Storm detection was considered very important because the early aircraft were not constructed to cope with bad weather and so it was imperative that they should have prior warning of any oncoming stormy weather and also to know the direction of that storm.
In 1922, the first cathode ray tubes were made available and he managed to combine this new technology with a basic radio direction finder [RDF].

Thus in 1923, with the assistance of J.F.Herd, he managed to construct a low-sensitivity radio direction finder that could give the direction of an incoming storm. By 1927, he was appointed the first Superintendent of the Radio Research Station at Slough. This unit was under the auspices of the National Physical Laboratory. In his role as Superintendent, Watson Watt was generally popular, considerate to his staff, always enthusiastic and kept in close contact with the work of his team.
His internal memos were quite famous for he would often write them on the back of calendar leaves.

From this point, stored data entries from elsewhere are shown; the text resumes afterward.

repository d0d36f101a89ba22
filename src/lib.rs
// Library root
// -----------
// This crate exposes a small library surface for the CLI. The binary
// (`main.rs`) wires these modules together into the interactive
// gradebook.
//
// Module responsibilities:
// - `config`: Data-directory and log-level resolution from the
//   environment.
// - `user`: Account records, the role enum, and the authenticated
//   identity handed out at login.
// - `marks`: The grade scale, the per-student subject ledger, and the
//   marks-table line codec.
// - `store`: The flat-file tables and the in-memory record collections
//   loaded from them.
// - `auth`: Credential resolution against the store.
// - `ui`: Terminal primitives (screen clearing, headers, menus,
//   prompts).
// - `session`: The role-dispatched menu loops driving everything above.
//
// Keeping this separation makes it easier to test storage and
// authentication without a terminal attached.
pub mod auth;
pub mod config;
pub mod marks;
pub mod session;
pub mod store;
pub mod ui;
pub mod user;
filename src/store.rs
// The record store: owns the student and teacher collections and the
// three flat tables behind them.
//
// Loading is forgiving: a missing table is created empty, an
// unreadable one is treated as empty, and a malformed line is skipped
// with a warning. Writes are not: any I/O failure propagates. The
// marks table is rewritten through a temp file and a rename so an
// interrupted save leaves the previous table intact.

use std::fs;
use std::io::{self, Write};
use std::path::{Path, PathBuf};

use anyhow::{Context, Result};
use thiserror::Error;

use crate::config::Config;
use crate::marks;
use crate::user::{StudentRecord, TeacherRecord, ADMIN_PASSWORD, ADMIN_USERNAME};

/// Rejections a caller can act on, as opposed to I/O failures, which
/// surface as plain `anyhow` errors.
#[derive(Debug, Error)]
pub enum StoreError {
    #[error("cannot create student with reserved username {0:?}")]
    ReservedUsername(String),
    #[error("no student named {0:?}")]
    UnknownStudent(String),
}

pub struct Store {
    students: Vec<StudentRecord>,
    teachers: Vec<TeacherRecord>,
    students_path: PathBuf,
    teachers_path: PathBuf,
    marks_path: PathBuf,
}

impl Store {
    /// Open the store in the configured data directory, creating the
    /// directory and any missing table so a first run starts from empty
    /// tables. The built-in admin account always gets a student record
    /// in memory; that record is never written to the student table.
    pub fn open(cfg: &Config) -> Result<Store> {
        fs::create_dir_all(&cfg.data_dir).with_context(|| {
            format!("failed to create data directory {}", cfg.data_dir.display())
        })?;

        let mut store = Store {
            students: Vec::new(),
            teachers: Vec::new(),
            students_path: cfg.students_path(),
            teachers_path: cfg.teachers_path(),
            marks_path: cfg.marks_path(),
        };
        store.load_students()?;
        store.load_teachers()?;
        store.load_marks()?;

        if !store.students.iter().any(|s| s.username == ADMIN_USERNAME) {
            store
                .students
                .push(StudentRecord::new(ADMIN_USERNAME, ADMIN_PASSWORD));
        }

        log::info!(
            "store opened: {} students, {} teachers",
            store.students.len(),
            store.teachers.len()
        );
        Ok(store)
    }

    pub fn students(&self) -> &[StudentRecord] {
        &self.students
    }

    pub fn teachers(&self) -> &[TeacherRecord] {
        &self.teachers
    }

    /// Register a new student and append it to the student table. The
    /// admin username is reserved. The file write happens before the
    /// in-memory append so a failed write changes nothing.
    pub fn add_student(&mut self, username: &str, password: &str) -> Result<()> {
        if username == ADMIN_USERNAME {
            return Err(StoreError::ReservedUsername(username.to_owned()).into());
        }
        let rec = StudentRecord::new(username, password);
        append_line(&self.students_path, &rec.to_table_line())?;
        log::info!("added student {}", rec.username);
        self.students.push(rec);
        Ok(())
    }

    /// Register a new teacher and append it to the teacher table.
    pub fn add_teacher(&mut self, username: &str, password: &str, subject: &str) -> Result<()> {
        let rec = TeacherRecord::new(username, password, subject);
        append_line(&self.teachers_path, &rec.to_table_line())?;
        log::info!("added teacher {} for {}", rec.username, rec.subject);
        self.teachers.push(rec);
        Ok(())
    }

    /// Set one student's score for one subject. Does not persist; call
    /// `save_marks` afterwards.
    pub fn set_mark(&mut self, username: &str, subject: &str, mark: u8) -> Result<()> {
        match self.students.iter_mut().find(|s| s.username == username) {
            Some(student) => {
                student.marks.set(subject, mark);
                log::debug!("set mark {} {} {}", username, subject, mark);
                Ok(())
            }
            None => Err(StoreError::UnknownStudent(username.to_owned()).into()),
        }
    }

    /// Rewrite the marks table with one line per student, the admin
    /// record included.
    pub fn save_marks(&self) -> Result<()> {
        let mut text = String::new();
        for student in &self.students {
            text.push_str(&marks::encode_marks_line(&student.username, &student.marks));
            text.push('\n');
        }

        let tmp_path = self.marks_path.with_extension("dat.tmp");
        fs::write(&tmp_path, &text).with_context(|| {
            format!("failed to write temp marks table {}", tmp_path.display())
        })?;
        fs::rename(&tmp_path, &self.marks_path).with_context(|| {
            format!("failed to move marks table to {}", self.marks_path.display())
        })?;

        log::info!("saved marks for {} students", self.students.len());
        Ok(())
    }

    fn load_students(&mut self) -> Result<()> {
        let text = read_table(&self.students_path)?;
        for line in text.lines() {
            if line.trim().is_empty() {
                continue;
            }
            match StudentRecord::from_table_line(line) {
                Some(rec) => self.students.push(rec),
                None => log::warn!("skipping malformed student line {:?}", line),
            }
        }
        log::debug!(
            "loaded {} students from {}",
            self.students.len(),
            self.students_path.display()
        );
        Ok(())
    }

    fn load_teachers(&mut self) -> Result<()> {
        let text = read_table(&self.teachers_path)?;
        for line in text.lines() {
            if line.trim().is_empty() {
                continue;
            }
            match TeacherRecord::from_table_line(line) {
                Some(rec) => self.teachers.push(rec),
                None => log::warn!("skipping malformed teacher line {:?}", line),
            }
        }
        log::debug!(
            "loaded {} teachers from {}",
            self.teachers.len(),
            self.teachers_path.display()
        );
        Ok(())
    }

    /// Merge persisted scores into the students loaded so far. Lines
    /// for usernames with no student record are ignored.
    fn load_marks(&mut self) -> Result<()> {
        let text = read_table(&self.marks_path)?;
        for line in text.lines() {
            if line.trim().is_empty() {
                continue;
            }
            let (username, loaded) = match marks::parse_marks_line(line) {
                Some(parsed) => parsed,
                None => {
                    log::warn!("skipping malformed marks line {:?}", line);
                    continue;
                }
            };
            match self.students.iter_mut().find(|s| s.username == username) {
                Some(student) => {
                    for (subject, mark, _) in loaded.rows() {
                        student.marks.set(subject, mark);
                    }
                }
                None => log::debug!("ignoring marks for unknown student {:?}", username),
            }
        }
        Ok(())
    }
}

/// Read a whole table, creating it empty when it does not exist yet.
/// Any other read failure loads as empty; only writes are fatal.
fn read_table(path: &Path) -> Result<String> {
    match fs::read_to_string(path) {
        Ok(text) => Ok(text),
        Err(e) if e.kind() == io::ErrorKind::NotFound => {
            fs::File::create(path)
                .with_context(|| format!("failed to create table {}", path.display()))?;
            Ok(String::new())
        }
        Err(e) => {
            log::warn!("treating unreadable table {} as empty: {}", path.display(), e);
            Ok(String::new())
        }
    }
}

fn append_line(path: &Path, line: &str) -> Result<()> {
    let mut file = fs::OpenOptions::new()
        .create(true)
        .append(true)
        .open(path)
        .with_context(|| format!("failed to open {} for append", path.display()))?;
    writeln!(file, "{}", line)
        .with_context(|| format!("failed to append to {}", path.display()))?;
    Ok(())
}
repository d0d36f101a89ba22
// Entrypoint for the interactive gradebook.
// - Keeps `main` small: initialize logging, open the record store, and
//   hand it to the session loop.
// - Returns `anyhow::Result` so a top-level failure reports on stderr
//   with exit status 1.

use anyhow::Context;
use simplelog::{ColorChoice, TermLogger, TerminalMode};

use gradebook_cli::config::{self, Config};
use gradebook_cli::session;
use gradebook_cli::store::Store;

fn main() -> anyhow::Result<()> {
    // Logs go to stderr so they never land in the middle of a menu.
    let log_cfg = simplelog::ConfigBuilder::new()
        .add_filter_allow_str("gradebook_cli")
        .build();
    TermLogger::init(
        config::log_level_from_env(),
        log_cfg,
        TerminalMode::Stderr,
        ColorChoice::Auto,
    )
    .context("failed to initialize logging")?;
    log::info!("logging started");

    // The data directory comes from `GRADEBOOK_DATA_DIR`, defaulting to
    // the current directory. See `config::Config::from_env`.
    let cfg = Config::from_env();
    let mut store = Store::open(&cfg).with_context(|| {
        format!("failed to open record store in {}", cfg.data_dir.display())
    })?;

    // Run the interactive session. This call blocks until the operator
    // exits, which also persists the marks table one last time.
    session::main_menu(&mut store)
}
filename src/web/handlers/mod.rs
//! API handlers for the web client.

pub mod bucket;
pub mod health;
pub mod image;
pub mod state;

pub use bucket::*;
pub use health::*;
pub use image::*;
pub use state::*;

use std::path::PathBuf;

use tokio::sync::{Mutex, MutexGuard};

use crate::library::{Library, Limits};
use crate::web::error::ApiError;
use crate::BucketError;

/// Shared application state.
pub struct AppState {
    /// Image library, absent when no root folder is configured.
    library: Option<Library>,
    /// Serializes bucket-changing requests within this process.
    write_lock: Mutex<()>,
}

impl AppState {
    /// Create a new application state.
    pub fn new(root: Option<PathBuf>, limits: Limits) -> Self {
        Self {
            library: root.map(|root| Library::new(root, limits)),
            write_lock: Mutex::new(()),
        }
    }

    /// Get the library, or a `ROOT_NOT_CONFIGURED` error.
    pub fn library(&self) -> Result<&Library, ApiError> {
        self.library
            .as_ref()
            .ok_or_else(|| BucketError::RootNotConfigured.into())
    }

    /// Wait for exclusive access to bucket-changing operations.
    ///
    /// Holding the guard across check and move keeps two requests from
    /// admitting against the same bucket snapshot.
    pub async fn lock_writes(&self) -> MutexGuard<'_, ()> {
        self.write_lock.lock().await
    }
}

#[cfg(test)]
mod tests {
    use super::*;
    use crate::web::error::ErrorCode;

    fn limits() -> Limits {
        Limits {
            max_bucket_photos: 3,
            max_bucket_bytes: 30,
        }
    }

    #[test]
    fn test_library_not_configured() {
        let state = AppState::new(None, limits());

        let err = state.library().unwrap_err();
        assert_eq!(err.code(), ErrorCode::RootNotConfigured);
    }

    #[test]
    fn test_library_configured() {
        let state = AppState::new(Some(PathBuf::from("/photos")), limits());

        let library = state.library().unwrap();
        assert_eq!(library.root(), PathBuf::from("/photos"));
        assert_eq!(library.limits(), limits());
    }
}
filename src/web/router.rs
//! Router configuration for Web API.

use axum::{
    routing::{get, post},
    Json, Router,
};
use std::path::Path;
use std::sync::Arc;
use tower::ServiceBuilder;
use tower_http::services::{ServeDir, ServeFile};
use tower_http::trace::TraceLayer;
use utoipa::OpenApi;

use super::handlers::{create_bucket, get_image, get_state, health, move_image, AppState};
use super::middleware::create_cors_layer;
use super::openapi::ApiDoc;
use crate::config::WebConfig;

/// Create the main API router.
pub fn create_router(app_state: Arc<AppState>, web_config: &WebConfig) -> Router {
    let api_routes = Router::new()
        .route("/health", get(health))
        .route("/state", get(get_state))
        .route("/buckets", post(create_bucket))
        .route("/image", get(get_image))
        .route("/move", post(move_image))
        .route("/openapi.json", get(openapi_json));

    let mut router = Router::new().nest("/api", api_routes);

    if web_config.serve_static {
        if let Some(static_router) = create_static_router(&web_config.static_path) {
            router = router.merge(static_router);
        }
    }

    router
        .layer(
            ServiceBuilder::new()
                .layer(TraceLayer::new_for_http())
                .layer(create_cors_layer(&web_config.cors_origins)),
        )
        .with_state(app_state)
}

/// Serve the built browser client, falling back to `index.html`.
///
/// Returns `None` when the directory does not exist.
pub fn create_static_router<S>(static_path: &str) -> Option<Router<S>>
where
    S: Clone + Send + Sync + 'static,
{
    let dir = Path::new(static_path);
    if !dir.is_dir() {
        tracing::warn!("Static directory not found: {}", static_path);
        return None;
    }

    let index = ServeFile::new(dir.join("index.html"));
    Some(Router::new().fallback_service(ServeDir::new(dir).fallback(index)))
}

async fn openapi_json() -> Json<utoipa::openapi::OpenApi> {
    Json(ApiDoc::openapi())
}

#[cfg(test)]
mod tests {
    use super::*;
    use axum::{body::Body, http::Request, http::StatusCode};
    use http_body_util::BodyExt;
    use tower::util::ServiceExt;

    fn test_router() -> Router {
        let state = Arc::new(AppState::new(
            None,
            crate::library::Limits {
                max_bucket_photos: 1,
                max_bucket_bytes: 1,
            },
        ));
        create_router(state, &WebConfig::default())
    }

    #[tokio::test]
    async fn test_health_without_root() {
        let response = test_router()
            .oneshot(Request::get("/api/health").body(Body::empty()).unwrap())
            .await
            .unwrap();

        assert_eq!(response.status(), StatusCode::OK);
        let body = response.into_body().collect().await.unwrap().to_bytes();
        assert_eq!(&body[..], br#"{"ok":true}"#);
    }

    #[tokio::test]
    async fn test_openapi_json() {
        let response = test_router()
            .oneshot(Request::get("/api/openapi.json").body(Body::empty()).unwrap())
            .await
            .unwrap();

        assert_eq!(response.status(), StatusCode::OK);
    }

    #[test]
    fn test_create_static_router_missing_dir() {
        assert!(create_static_router::<()>("does/not/exist").is_none());
    }

    #[tokio::test]
    async fn test_static_router_serves_index_fallback() {
        let dir = tempfile::TempDir::new().unwrap();
        std::fs::write(dir.path().join("index.html"), "<html>app</html>").unwrap();

        let router = create_static_router::<()>(dir.path().to_str().unwrap()).unwrap();
        let response = router
            .oneshot(Request::get("/some/client/route").body(Body::empty()).unwrap())
            .await
            .unwrap();

        let body = response.into_body().collect().await.unwrap().to_bytes();
        assert_eq!(&body[..], b"<html>app</html>");
    }

    #[tokio::test]
    async fn test_static_client_gets_cors_headers() {
        let dir = tempfile::TempDir::new().unwrap();
        std::fs::write(dir.path().join("index.html"), "<html>app</html>").unwrap();

        let web_config = WebConfig {
            serve_static: true,
            static_path: dir.path().to_str().unwrap().to_string(),
            ..WebConfig::default()
        };
        let state = Arc::new(AppState::new(
            None,
            crate::library::Limits {
                max_bucket_photos: 1,
                max_bucket_bytes: 1,
            },
        ));

        let response = create_router(state, &web_config)
            .oneshot(
                Request::get("/")
                    .header("Origin", "http://localhost:5173")
                    .body(Body::empty())
                    .unwrap(),
            )
            .await
            .unwrap();

        assert_eq!(response.status(), StatusCode::OK);
        assert!(response
            .headers()
            .contains_key("access-control-allow-origin"));
        let body = response.into_body().collect().await.unwrap().to_bytes();
        assert_eq!(&body[..], b"<html>app</html>");
    }
}
//! Extractors that report rejections as API errors.

use axum::{
    async_trait,
    extract::{rejection::JsonRejection, FromRequest, FromRequestParts, Query, Request},
    http::request::Parts,
    Json,
};
use serde::de::DeserializeOwned;

use crate::web::error::ApiError;

/// A JSON body extractor whose rejection is a `BAD_REQUEST` API error.
pub struct ApiJson<T>(pub T);

#[async_trait]
impl<S, T> FromRequest<S> for ApiJson<T>
where
    S: Send + Sync,
    T: DeserializeOwned,
    Json<T>: FromRequest<S, Rejection = JsonRejection>,
{
    type Rejection = ApiError;

    async fn from_request(req: Request, state: &S) -> Result<Self, Self::Rejection> {
        let Json(value) = Json::<T>::from_request(req, state)
            .await
            .map_err(|e| ApiError::bad_request(format!("Invalid JSON: {}", e.body_text())))?;

        Ok(ApiJson(value))
    }
}

/// A query string extractor whose rejection is a `BAD_REQUEST` API error.
pub struct ApiQuery<T>(pub T);

#[async_trait]
impl<S, T> FromRequestParts<S> for ApiQuery<T>
where
    S: Send + Sync,
    T: DeserializeOwned,
{
    type Rejection = ApiError;

    async fn from_request_parts(parts: &mut Parts, state: &S) -> Result<Self, Self::Rejection> {
        let Query(value) = Query::<T>::from_request_parts(parts, state)
            .await
            .map_err(|e| ApiError::bad_request(format!("Invalid query: {}", e.body_text())))?;

        Ok(ApiQuery(value))
    }
}
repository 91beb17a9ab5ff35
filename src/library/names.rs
//! Name validation for images and buckets.
//!
//! Both names arrive from the client and are joined onto the root folder, so
//! they must never be able to address anything outside it.

use std::path::{Component, Path};

use super::IMAGE_EXTENSIONS;
use crate::{BucketError, Result};

/// Whether `name` ends in one of the recognized image extensions.
pub fn is_image_name(name: &str) -> bool {
    Path::new(name)
        .extension()
        .and_then(|ext| ext.to_str())
        .map(|ext| IMAGE_EXTENSIONS.iter().any(|known| known.eq_ignore_ascii_case(ext)))
        .unwrap_or(false)
}

/// Validate an image name received from a client.
///
/// The name must be a single non-empty leaf with no separators, no `.`/`..`
/// segment, no NUL byte, and a recognized image extension.
pub fn validate_image_name(name: &str) -> Result<()> {
    let invalid = |reason: &str| BucketError::InvalidImageName(format!("{name:?}: {reason}"));

    if name.is_empty() {
        return Err(invalid("name is empty"));
    }

    // Backslash is rejected on every platform, not only where it separates paths.
    if name.contains(['/', '\\', '\0']) {
        return Err(invalid("name must not contain path separators"));
    }

    let mut components = Path::new(name).components();
    match (components.next(), components.next()) {
        (Some(Component::Normal(leaf)), None) if leaf == name => {}
        _ => return Err(invalid("name must be a plain file name")),
    }

    if !is_image_name(name) {
        return Err(invalid("unsupported image extension"));
    }

    Ok(())
}

/// Validate a bucket name received from a client and return its number.
///
/// Only ASCII digits are accepted, and the value must fit in a `u64`. Folders
/// failing either rule are never listed as buckets, so they cannot be moved into.
pub fn validate_bucket_name(name: &str) -> Result<u64> {
    if name.is_empty() || !name.bytes().all(|b| b.is_ascii_digit()) {
        return Err(BucketError::InvalidBucketName(format!(
            "{name:?}: bucket names are made of digits only"
        )));
    }
    name.parse().map_err(|_| {
        BucketError::InvalidBucketName(format!("{name:?}: bucket number is too large"))
    })
}

/// Numeric value of a bucket folder name, if it is one.
pub(crate) fn bucket_number(name: &str) -> Option<u64> {
    validate_bucket_name(name).ok()
}
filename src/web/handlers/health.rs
//! Health check handler.

use axum::Json;

use crate::web::dto::HealthResponse;

/// GET /api/health - Liveness check.
#[utoipa::path(
    get,
    path = "/api/health",
    tag = "health",
    responses(
        (status = 200, description = "Server is up", body = HealthResponse)
    )
)]
pub async fn health() -> Json<HealthResponse> {
    Json(HealthResponse { ok: true })
}
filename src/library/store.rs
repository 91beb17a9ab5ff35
//! The library handle: state reads, bucket creation and guarded moves.

use std::io;
use std::path::{Path, PathBuf};

use tokio::fs::{self, File};

use super::names::{validate_bucket_name, validate_image_name};
use super::{relocate, scan};
use super::{BucketStats, LibraryState, Limits, MoveOutcome};
use crate::{BucketError, Result};

/// A root folder of loose images and numbered bucket subfolders.
///
/// Layout:
/// ```text
/// {root}/
/// ├── a.jpg          loose image
/// ├── b.png          loose image
/// ├── 1/             bucket
/// │   └── c.jpg
/// └── 2/             bucket
/// ```
#[derive(Debug, Clone)]
pub struct Library {
    /// Root folder.
    root: PathBuf,
    /// Per-bucket caps.
    limits: Limits,
}

impl Library {
    /// Create a library over `root`. The folder is not touched until an operation runs.
    pub fn new(root: impl Into<PathBuf>, limits: Limits) -> Self {
        Self {
            root: root.into(),
            limits,
        }
    }

    /// Get the root folder.
    pub fn root(&self) -> &Path {
        &self.root
    }

    /// Get the per-bucket caps.
    pub fn limits(&self) -> Limits {
        self.limits
    }

    /// Fail with `RootUnavailable` unless the root is an existing directory.
    async fn ensure_root(&self) -> Result<()> {
        match fs::metadata(&self.root).await {
            Ok(meta) if meta.is_dir() => Ok(()),
            Ok(_) => Err(BucketError::RootUnavailable(format!(
                "{} is not a directory",
                self.root.display()
            ))),
            Err(e) => Err(BucketError::RootUnavailable(format!(
                "{}: {e}",
                self.root.display()
            ))),
        }
    }

    /// Read loose images and bucket stats fresh from disk.
    pub async fn read_state(&self) -> Result<LibraryState> {
        self.ensure_root().await?;

        let images = scan::list_images(&self.root).await?;

        let mut buckets = Vec::new();
        for dir in scan::list_buckets(&self.root).await? {
            buckets.push(scan::bucket_stats(&dir.path, &dir.name).await?);
        }

        Ok(LibraryState { images, buckets })
    }

    /// Create the next bucket, numbered one above the current maximum (or 1).
    ///
    /// Gaps left by deleted buckets are never reused.
    pub async fn create_bucket(&self) -> Result<BucketStats> {
        self.ensure_root().await?;

        let next = scan::list_buckets(&self.root)
            .await?
            .last()
            .map(|dir| dir.number.saturating_add(1))
            .unwrap_or(1);
        let name = next.to_string();

        match fs::create_dir(self.root.join(&name)).await {
            Ok(()) => {}
            Err(e) if e.kind() == io::ErrorKind::AlreadyExists => {
                return Err(BucketError::BucketExists(name));
            }
            Err(e) => return Err(e.into()),
        }

        tracing::info!(bucket = %name, "Created bucket");
        Ok(BucketStats::empty(name))
    }

    /// Move a loose image into a bucket.
    ///
    /// Checks run in order: names, bucket exists, image exists, destination is
    /// free, capacity. Stats are recomputed from disk for the capacity check,
    /// and again after the move for the outcome.
    pub async fn move_image(&self, image_name: &str, bucket_name: &str) -> Result<MoveOutcome> {
        validate_image_name(image_name)?;
        validate_bucket_name(bucket_name)?;
        self.ensure_root().await?;

        let bucket_dir = self.root.join(bucket_name);
        if !is_dir(&bucket_dir).await? {
            return Err(BucketError::BucketNotFound(bucket_name.to_string()));
        }

        let source = self.root.join(image_name);
        let size = match fs::metadata(&source).await {
            Ok(meta) if meta.is_file() => meta.len(),
            Ok(_) => return Err(BucketError::ImageNotFound(image_name.to_string())),
            Err(e) if e.kind() == io::ErrorKind::NotFound => {
                return Err(BucketError::ImageNotFound(image_name.to_string()));
            }
            Err(e) => return Err(e.into()),
        };

        let destination = bucket_dir.join(image_name);
        match fs::symlink_metadata(&destination).await {
            Ok(_) => {
                return Err(BucketError::DestinationExists {
                    bucket: bucket_name.to_string(),
                    image: image_name.to_string(),
                });
            }
            Err(e) if e.kind() == io::ErrorKind::NotFound => {}
            Err(e) => return Err(e.into()),
        }

        let current = scan::bucket_stats(&bucket_dir, bucket_name).await?;
        self.limits.admit(&current, size)?;

        relocate::move_file(&source, &destination).await?;

        let bucket = scan::bucket_stats(&bucket_dir, bucket_name).await?;
        tracing::info!(
            image = image_name,
            bucket = bucket_name,
            photos = bucket.photo_count,
            bytes = bucket.total_bytes,
            "Moved image"
        );

        Ok(MoveOutcome {
            image: image_name.to_string(),
            bucket,
        })
    }

    /// Open a loose image for streaming, returning the file and its length.
    ///
    /// Only root-level files with an image extension are reachable.
    pub async fn open_image(&self, name: &str) -> Result<(File, u64)> {
        validate_image_name(name)?;
        self.ensure_root().await?;

        let file = match File::open(self.root.join(name)).await {
            Ok(file) => file,
            Err(e) if e.kind() == io::ErrorKind::NotFound => {
                return Err(BucketError::ImageNotFound(name.to_string()));
            }
            Err(e) => return Err(e.into()),
        };

        let meta = file.metadata().await?;
        if !meta.is_file() {
            return Err(BucketError::ImageNotFound(name.to_string()));
        }
        Ok((file, meta.len()))
    }
}

async fn is_dir(path: &Path) -> Result<bool> {
    match fs::metadata(path).await {
        Ok(meta) => Ok(meta.is_dir()),
        Err(e) if e.kind() == io::ErrorKind::NotFound => Ok(false),
        Err(e) => Err(e.into()),
    }
}
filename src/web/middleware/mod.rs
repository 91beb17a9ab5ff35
//! Middleware for Web API.

pub mod cors;

pub use cors::create_cors_layer;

A page from Robert Watson Watts Diary A page from Robert Watson Watts Diary

The reputation of his unit for high quality and innovative research explains why H.E. Wimperis
sought his views concerning the issues that A.P.Rowe had raised.

However, there was another side to this man; his biographer (Ronald Clark)describes him as a, " blunt, outspoken, self-confident, exuberant, ambitious and devoutly patriotic man".


Dr G. L. Hutchinson

It is therefore more accurate to say of Watson Watt that he was the man who had the tenacity and ability to pull a number of ideas and strands together from his own work and that of other people. History suggests that he owed a particular debt of gratitude to the capabilities of his assistant at the time, A.F. Wilkins.
He was knighted in 1942, awarded the US Medal of Merit in 1946 and died in 1973.